Saved entries:
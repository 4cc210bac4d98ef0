use rand::Rng;

use crate::dice::{DIE_FACES, DiceRoll, RollOutcome};
use crate::error::RollError;
use crate::result::{RollEffect, RollReport};

use super::{Game, GameState};

impl Game {
    fn ensure_playing(&self) -> Result<(), RollError> {
        if self.state != GameState::Playing {
            log::debug!("rejected roll: game is {}", self.state.label());
            return Err(RollError::NotPlaying);
        }

        Ok(())
    }

    /// Returns whether the current turn is still one of the safe rolls.
    fn in_safe_rolls(&self) -> bool {
        self.turn < self.options.safe_rolls
    }

    fn advance_turn(&mut self) {
        self.turn += 1;
        self.current_player = (self.current_player + 1) % self.players.len();
    }

    /// Rolls two dice and resolves the result.
    ///
    /// Matching dice resolve as [`RollOutcome::Doubles`] once the safe rolls
    /// are over and as their plain total before that, so this never fails
    /// with [`RollError::InvalidDoublesOnTurn`].
    ///
    /// # Errors
    ///
    /// Returns an error if the game is not being played. No dice are drawn
    /// in that case.
    pub fn roll_dice(&mut self) -> Result<RollReport, RollError> {
        self.ensure_playing()?;

        let dice = DiceRoll::new(
            self.rng.random_range(1..=DIE_FACES),
            self.rng.random_range(1..=DIE_FACES),
        );
        let outcome = dice.outcome(self.turn, self.options.safe_rolls);
        log::debug!(
            "player {} rolled {} and {}",
            self.current_player,
            dice.first,
            dice.second
        );

        let effect = self.resolve_roll(outcome)?;

        Ok(RollReport {
            dice,
            outcome,
            effect,
        })
    }

    /// Applies a roll outcome to the bank.
    ///
    /// - A seven adds the seven bonus during the safe rolls and ends the
    ///   round afterwards.
    /// - Doubles double the bank and are only legal after the safe rolls.
    /// - Any other total is added to the bank.
    ///
    /// Unless the round ended, the turn counter advances and play passes to
    /// the next player.
    ///
    /// # Errors
    ///
    /// Returns an error if the game is not being played or doubles are
    /// resolved during the safe rolls. The game is left unchanged.
    ///
    /// # Example
    ///
    /// ```
    /// use bankdice::{Game, GameOptions, RollEffect, RollOutcome};
    ///
    /// let mut game = Game::new(GameOptions::default(), 7);
    /// game.register_player("Bob").unwrap();
    /// game.register_player("Jill").unwrap();
    /// game.start().unwrap();
    ///
    /// let effect = game.resolve_roll(RollOutcome::Seven).unwrap();
    /// assert_eq!(effect, RollEffect::Added(70));
    /// assert_eq!(game.current_player(), Some(1));
    /// ```
    pub fn resolve_roll(&mut self, outcome: RollOutcome) -> Result<RollEffect, RollError> {
        self.ensure_playing()?;

        let effect = match outcome {
            RollOutcome::Seven if !self.in_safe_rolls() => {
                let result = self.finish_round();
                return Ok(RollEffect::RoundEnded(result));
            }
            RollOutcome::Seven => {
                let bonus = self.options.seven_bonus;
                self.bank = self.bank.saturating_add(bonus);
                RollEffect::Added(bonus)
            }
            RollOutcome::Doubles if self.in_safe_rolls() => {
                log::debug!("rejected doubles on turn {}", self.turn);
                return Err(RollError::InvalidDoublesOnTurn);
            }
            RollOutcome::Doubles => {
                let from = self.bank;
                self.bank = from.saturating_mul(2);
                RollEffect::Doubled {
                    from,
                    to: self.bank,
                }
            }
            plain @ (RollOutcome::Two
            | RollOutcome::Three
            | RollOutcome::Four
            | RollOutcome::Five
            | RollOutcome::Six
            | RollOutcome::Eight
            | RollOutcome::Nine
            | RollOutcome::Ten
            | RollOutcome::Eleven
            | RollOutcome::Twelve) => {
                let points = u64::from(plain.total().unwrap_or_default());
                self.bank = self.bank.saturating_add(points);
                RollEffect::Added(points)
            }
        };

        log::debug!(
            "turn {} of round {}: {outcome:?}, bank is {}",
            self.turn,
            self.round,
            self.bank
        );
        self.advance_turn();

        Ok(effect)
    }
}
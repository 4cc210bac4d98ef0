//! Game engine and state management.

use alloc::string::ToString;
use alloc::vec::Vec;
use rand::SeedableRng;
use rand_chacha::ChaCha8Rng;

use crate::error::{RegisterError, StartError};
use crate::options::GameOptions;
use crate::player::{Player, PlayerId};
use crate::snapshot::{PlayerSnapshot, Snapshot};

mod roll;
mod round;
pub mod state;

pub use state::GameState;

/// Minimum number of players needed to start a game.
pub const MIN_PLAYERS: usize = 2;

/// A bank dice game engine that manages players, rounds, and scoring.
///
/// The game owns the player list, the shared bank, and the dice. Use
/// [`GameOptions`] to configure the round count and scoring constants.
#[derive(Debug, Clone)]
pub struct Game {
    /// Game options.
    options: GameOptions,
    /// Current game state.
    state: GameState,
    /// Registered players, indexed by [`PlayerId`].
    players: Vec<Player>,
    /// Shared bank for the current round.
    bank: u64,
    /// Current 0-based round.
    round: u32,
    /// Number of rounds in this game.
    rounds: u32,
    /// Current 0-based turn within the round.
    turn: u32,
    /// Index of the player whose turn it is.
    current_player: usize,
    /// Random number generator.
    rng: ChaCha8Rng,
}

impl Game {
    /// Creates a new game with the given seed.
    ///
    /// # Example
    ///
    /// ```
    /// use bankdice::{Game, GameOptions, GameState};
    ///
    /// let game = Game::new(GameOptions::default(), 42);
    /// assert_eq!(game.state(), GameState::Setup);
    /// ```
    #[must_use]
    pub fn new(options: GameOptions, seed: u64) -> Self {
        Self {
            options,
            state: GameState::Setup,
            players: Vec::new(),
            bank: 0,
            round: 0,
            rounds: options.rounds,
            turn: 0,
            current_player: 0,
            rng: ChaCha8Rng::seed_from_u64(seed),
        }
    }

    /// Registers a new player.
    ///
    /// Names are compared exactly, so `"bob"` and `"Bob"` are different
    /// players. Returns the assigned player ID.
    ///
    /// # Errors
    ///
    /// Returns an error if the game has already started, the name is empty,
    /// or the name is already in use.
    pub fn register_player(&mut self, name: &str) -> Result<PlayerId, RegisterError> {
        if self.state != GameState::Setup {
            log::debug!("rejected player {name:?}: game already started");
            return Err(RegisterError::InvalidState);
        }

        if name.is_empty() {
            log::debug!("rejected player: empty name");
            return Err(RegisterError::EmptyName);
        }

        if self.players.iter().any(|player| player.name() == name) {
            log::debug!("rejected player {name:?}: name in use");
            return Err(RegisterError::DuplicateName);
        }

        let id = self.players.len();
        self.players.push(Player::new(name.to_string()));
        log::debug!("registered player {id} as {name:?}");

        Ok(id)
    }

    /// Starts the game with the configured number of rounds.
    ///
    /// # Errors
    ///
    /// Returns an error if the game is not in setup, fewer than two players
    /// are registered, or the configured round count is zero.
    pub fn start(&mut self) -> Result<(), StartError> {
        self.start_with_rounds(self.options.rounds)
    }

    /// Starts the game with an explicit number of rounds.
    ///
    /// Resets the bank, round, turn, and current player, and clears every
    /// player's banked flag.
    ///
    /// # Errors
    ///
    /// Returns an error if the game is not in setup, fewer than two players
    /// are registered, or `rounds` is zero.
    pub fn start_with_rounds(&mut self, rounds: u32) -> Result<(), StartError> {
        if self.state != GameState::Setup {
            log::debug!("cannot start: game is {}", self.state.label());
            return Err(StartError::InvalidState);
        }

        if self.players.len() < MIN_PLAYERS {
            log::debug!(
                "cannot start with {} player(s), need {MIN_PLAYERS}",
                self.players.len()
            );
            return Err(StartError::NotEnoughPlayers);
        }

        if rounds == 0 {
            log::debug!("cannot start a game with zero rounds");
            return Err(StartError::ZeroRounds);
        }

        self.state = GameState::Playing;
        self.bank = 0;
        self.round = 0;
        self.turn = 0;
        self.current_player = 0;
        self.rounds = rounds;

        for player in &mut self.players {
            player.set_banked(false);
        }

        log::debug!(
            "started game with {} players over {rounds} rounds",
            self.players.len()
        );

        Ok(())
    }

    /// Returns the game options.
    pub const fn options(&self) -> &GameOptions {
        &self.options
    }

    /// Returns the current game state.
    pub const fn state(&self) -> GameState {
        self.state
    }

    /// Returns whether every round has been played.
    pub fn is_over(&self) -> bool {
        self.state == GameState::GameOver
    }

    /// Returns the shared bank for the current round.
    pub const fn bank_score(&self) -> u64 {
        self.bank
    }

    /// Returns the current 0-based round.
    pub const fn round(&self) -> u32 {
        self.round
    }

    /// Returns the number of rounds in this game.
    pub const fn rounds(&self) -> u32 {
        self.rounds
    }

    /// Returns the current 0-based turn within the round.
    pub const fn turn(&self) -> u32 {
        self.turn
    }

    /// Returns the player whose turn it is.
    ///
    /// Returns `None` unless the game is being played.
    pub fn current_player(&self) -> Option<PlayerId> {
        (self.state == GameState::Playing).then_some(self.current_player)
    }

    /// Returns the number of registered players.
    pub fn player_count(&self) -> usize {
        self.players.len()
    }

    /// Returns the specified player.
    pub fn player(&self, player_id: PlayerId) -> Option<&Player> {
        self.players.get(player_id)
    }

    /// Returns all registered players in turn order.
    pub fn players(&self) -> &[Player] {
        &self.players
    }

    /// Returns a read-only snapshot of the whole game.
    ///
    /// # Example
    ///
    /// ```
    /// use bankdice::{Game, GameOptions, GameState};
    ///
    /// let mut game = Game::new(GameOptions::default(), 1);
    /// game.register_player("Bob").unwrap();
    ///
    /// let snapshot = game.inspect();
    /// assert_eq!(snapshot.state, GameState::Setup);
    /// assert_eq!(snapshot.players[0].name, "Bob");
    /// assert_eq!(snapshot.current_player, None);
    /// ```
    pub fn inspect(&self) -> Snapshot {
        Snapshot {
            state: self.state,
            players: self
                .players
                .iter()
                .enumerate()
                .map(|(id, player)| PlayerSnapshot {
                    id,
                    name: player.name().to_string(),
                    score: player.score(),
                    banked: player.has_banked(),
                })
                .collect(),
            round: self.round,
            rounds: self.rounds,
            turn: self.turn,
            bank: self.bank,
            current_player: self.current_player(),
            leaders: if self.state == GameState::GameOver {
                self.leaders()
            } else {
                Vec::new()
            },
        }
    }
}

### Problem statement
An exact restatement of the lines from the one with "pub fn inspect(&self)" through the last line of the data is the only acceptable answer.

### Output
    pub fn inspect(&self) -> Snapshot {
        Snapshot {
            state: self.state,
            players: self
                .players
                .iter()
                .enumerate()
                .map(|(id, player)| PlayerSnapshot {
                    id,
                    name: player.name().to_string(),
                    score: player.score(),
                    banked: player.has_banked(),
                })
                .collect(),
            round: self.round,
            rounds: self.rounds,
            turn: self.turn,
            bank: self.bank,
            current_player: self.current_player(),
            leaders: if self.state == GameState::GameOver {
                self.leaders()
            } else {
                Vec::new()
            },
        }
    }
}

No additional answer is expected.